§ GIVEN INFORMATION:
══════════

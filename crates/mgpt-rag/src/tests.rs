//! Snapshot tests for retrieval components

#[cfg(test)]
mod snapshot_tests {
    use crate::{
        build_context, open_retriever, Embedder, Error, IndexBackend, IndexFile, LocalIndex,
        Result, StoredPassage, VectorIndex, INDEX_FILE,
    };
    use async_trait::async_trait;
    use insta::assert_yaml_snapshot;
    use std::path::Path;
    use std::sync::Arc;
    use tempfile::TempDir;

    /// Embeds by keyword: one dimension per hero
    struct KeywordEmbedder;

    #[async_trait]
    impl Embedder for KeywordEmbedder {
        async fn embed_query(&self, text: &str) -> Result<Vec<f32>> {
            let text = text.to_lowercase();
            Ok(vec![
                if text.contains("karna") { 1.0 } else { 0.0 },
                if text.contains("arjuna") { 1.0 } else { 0.0 },
                if text.contains("bhishma") { 1.0 } else { 0.0 },
            ])
        }

        fn model_id(&self) -> &str {
            "models/text-embedding-004"
        }
    }

    fn stored(id: &str, text: &str, source: &str, embedding: Vec<f32>) -> StoredPassage {
        StoredPassage {
            id: id.to_string(),
            text: text.to_string(),
            source: Some(source.to_string()),
            embedding,
        }
    }

    fn write_index(dir: &Path) {
        let index = IndexFile {
            embedding_model: "models/text-embedding-004".to_string(),
            dimension: 3,
            passages: vec![
                stored("p1", "Karna was the son of Kunti and Surya.", "adi_parva", vec![1.0, 0.0, 0.0]),
                stored("p2", "Arjuna received the Gandiva from Agni.", "adi_parva", vec![0.0, 1.0, 0.0]),
                stored("p3", "Bhishma took a vow of lifelong celibacy.", "adi_parva", vec![0.0, 0.0, 1.0]),
                stored("p4", "Karna and Arjuna met at Kurukshetra.", "karna_parva", vec![0.6, 0.6, 0.0]),
                stored("p5", "The dice game was played in Hastinapura.", "sabha_parva", vec![0.1, 0.1, 0.1]),
            ],
        };
        let json = serde_json::to_string_pretty(&index).unwrap();
        std::fs::write(dir.join(INDEX_FILE), json).unwrap();
    }

    #[tokio::test]
    async fn test_retrieve_top_k_snapshot() {
        let dir = TempDir::new().unwrap();
        write_index(dir.path());

        let backend = IndexBackend::Local {
            dir: dir.path().to_path_buf(),
        };
        let retriever = open_retriever(&backend, Arc::new(KeywordEmbedder)).await.unwrap();
        assert_eq!(retriever.passage_count().await.unwrap(), 5);

        let passages = retriever.retrieve("Karna kaun tha", 4).await.unwrap();
        assert_eq!(passages.len(), 4);

        assert_yaml_snapshot!(passages, {
            "[].score" => insta::rounded_redaction(2),
        }, @r###"
        ---
        - text: Karna was the son of Kunti and Surya.
          score: 1.0
          source: adi_parva
        - text: Karna and Arjuna met at Kurukshetra.
          score: 0.71
          source: karna_parva
        - text: The dice game was played in Hastinapura.
          score: 0.58
          source: sabha_parva
        - text: Arjuna received the Gandiva from Agni.
          score: 0.0
          source: adi_parva
        "###);
    }

    #[tokio::test]
    async fn test_context_from_retrieval() {
        let dir = TempDir::new().unwrap();
        write_index(dir.path());

        let backend = IndexBackend::Local {
            dir: dir.path().to_path_buf(),
        };
        let retriever = open_retriever(&backend, Arc::new(KeywordEmbedder)).await.unwrap();
        let passages = retriever.retrieve("bhishma", 1).await.unwrap();

        assert_eq!(
            build_context(&passages),
            "Bhishma took a vow of lifelong celibacy."
        );
    }

    #[tokio::test]
    async fn test_missing_directory_is_unavailable() {
        let dir = TempDir::new().unwrap();
        let backend = IndexBackend::Local {
            dir: dir.path().join("mahabharat_db"),
        };

        let err = open_retriever(&backend, Arc::new(KeywordEmbedder)).await.err().unwrap();
        assert!(matches!(err, Error::IndexUnavailable(_)));
    }

    #[tokio::test]
    async fn test_missing_index_file_is_unavailable() {
        let dir = TempDir::new().unwrap();
        let err = LocalIndex::open(dir.path()).await.unwrap_err();
        assert!(matches!(err, Error::IndexUnavailable(_)));
        assert!(err.to_string().contains(INDEX_FILE));
    }

    #[tokio::test]
    async fn test_malformed_index_file() {
        let dir = TempDir::new().unwrap();
        std::fs::write(dir.path().join(INDEX_FILE), "{ not json").unwrap();

        let err = LocalIndex::open(dir.path()).await.unwrap_err();
        assert!(matches!(err, Error::VectorStore(_)));
    }

    #[tokio::test]
    async fn test_local_index_location() {
        let dir = TempDir::new().unwrap();
        write_index(dir.path());

        let index = LocalIndex::open(dir.path()).await.unwrap();
        assert_eq!(index.location(), dir.path().display().to_string());
        assert_eq!(index.dimension(), 3);
        assert_eq!(index.len(), 5);
    }

    #[test]
    fn test_backend_display() {
        let backend = IndexBackend::Qdrant {
            url: "http://localhost:6334".to_string(),
            api_key: None,
            collection: "mahabharat".to_string(),
        };
        assert_eq!(
            backend.to_string(),
            "qdrant collection 'mahabharat' at http://localhost:6334"
        );
    }
}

══════════

§ BRIEF:
Give a verbatim copy of the material above.

§ TASK RESPONSE:
filename crates/mgpt-rag/src/tests.rs
//! Snapshot tests for retrieval components

#[cfg(test)]
mod snapshot_tests {
    use crate::{
        build_context, open_retriever, Embedder, Error, IndexBackend, IndexFile, LocalIndex,
        Result, StoredPassage, VectorIndex, INDEX_FILE,
    };
    use async_trait::async_trait;
    use insta::assert_yaml_snapshot;
    use std::path::Path;
    use std::sync::Arc;
    use tempfile::TempDir;

    /// Embeds by keyword: one dimension per hero
    struct KeywordEmbedder;

    #[async_trait]
    impl Embedder for KeywordEmbedder {
        async fn embed_query(&self, text: &str) -> Result<Vec<f32>> {
            let text = text.to_lowercase();
            Ok(vec![
                if text.contains("karna") { 1.0 } else { 0.0 },
                if text.contains("arjuna") { 1.0 } else { 0.0 },
                if text.contains("bhishma") { 1.0 } else { 0.0 },
            ])
        }

        fn model_id(&self) -> &str {
            "models/text-embedding-004"
        }
    }

    fn stored(id: &str, text: &str, source: &str, embedding: Vec<f32>) -> StoredPassage {
        StoredPassage {
            id: id.to_string(),
            text: text.to_string(),
            source: Some(source.to_string()),
            embedding,
        }
    }

    fn write_index(dir: &Path) {
        let index = IndexFile {
            embedding_model: "models/text-embedding-004".to_string(),
            dimension: 3,
            passages: vec![
                stored("p1", "Karna was the son of Kunti and Surya.", "adi_parva", vec![1.0, 0.0, 0.0]),
                stored("p2", "Arjuna received the Gandiva from Agni.", "adi_parva", vec![0.0, 1.0, 0.0]),
                stored("p3", "Bhishma took a vow of lifelong celibacy.", "adi_parva", vec![0.0, 0.0, 1.0]),
                stored("p4", "Karna and Arjuna met at Kurukshetra.", "karna_parva", vec![0.6, 0.6, 0.0]),
                stored("p5", "The dice game was played in Hastinapura.", "sabha_parva", vec![0.1, 0.1, 0.1]),
            ],
        };
        let json = serde_json::to_string_pretty(&index).unwrap();
        std::fs::write(dir.join(INDEX_FILE), json).unwrap();
    }

    #[tokio::test]
    async fn test_retrieve_top_k_snapshot() {
        let dir = TempDir::new().unwrap();
        write_index(dir.path());

        let backend = IndexBackend::Local {
            dir: dir.path().to_path_buf(),
        };
        let retriever = open_retriever(&backend, Arc::new(KeywordEmbedder)).await.unwrap();
        assert_eq!(retriever.passage_count().await.unwrap(), 5);

        let passages = retriever.retrieve("Karna kaun tha", 4).await.unwrap();
        assert_eq!(passages.len(), 4);

        assert_yaml_snapshot!(passages, {
            "[].score" => insta::rounded_redaction(2),
        }, @r###"
        ---
        - text: Karna was the son of Kunti and Surya.
          score: 1.0
          source: adi_parva
        - text: Karna and Arjuna met at Kurukshetra.
          score: 0.71
          source: karna_parva
        - text: The dice game was played in Hastinapura.
          score: 0.58
          source: sabha_parva
        - text: Arjuna received the Gandiva from Agni.
          score: 0.0
          source: adi_parva
        "###);
    }

    #[tokio::test]
    async fn test_context_from_retrieval() {
        let dir = TempDir::new().unwrap();
        write_index(dir.path());

        let backend = IndexBackend::Local {
            dir: dir.path().to_path_buf(),
        };
        let retriever = open_retriever(&backend, Arc::new(KeywordEmbedder)).await.unwrap();
        let passages = retriever.retrieve("bhishma", 1).await.unwrap();

        assert_eq!(
            build_context(&passages),
            "Bhishma took a vow of lifelong celibacy."
        );
    }

    #[tokio::test]
    async fn test_missing_directory_is_unavailable() {
        let dir = TempDir::new().unwrap();
        let backend = IndexBackend::Local {
            dir: dir.path().join("mahabharat_db"),
        };

        let err = open_retriever(&backend, Arc::new(KeywordEmbedder)).await.err().unwrap();
        assert!(matches!(err, Error::IndexUnavailable(_)));
    }

    #[tokio::test]
    async fn test_missing_index_file_is_unavailable() {
        let dir = TempDir::new().unwrap();
        let err = LocalIndex::open(dir.path()).await.unwrap_err();
        assert!(matches!(err, Error::IndexUnavailable(_)));
        assert!(err.to_string().contains(INDEX_FILE));
    }

    #[tokio::test]
    async fn test_malformed_index_file() {
        let dir = TempDir::new().unwrap();
        std::fs::write(dir.path().join(INDEX_FILE), "{ not json").unwrap();

        let err = LocalIndex::open(dir.path()).await.unwrap_err();
        assert!(matches!(err, Error::VectorStore(_)));
    }

    #[tokio::test]
    async fn test_local_index_location() {
        let dir = TempDir::new().unwrap();
        write_index(dir.path());

        let index = LocalIndex::open(dir.path()).await.unwrap();
        assert_eq!(index.location(), dir.path().display().to_string());
        assert_eq!(index.dimension(), 3);
        assert_eq!(index.len(), 5);
    }

    #[test]
    fn test_backend_display() {
        let backend = IndexBackend::Qdrant {
            url: "http://localhost:6334".to_string(),
            api_key: None,
            collection: "mahabharat".to_string(),
        };
        assert_eq!(
            backend.to_string(),
            "qdrant collection 'mahabharat' at http://localhost:6334"
        );
    }
}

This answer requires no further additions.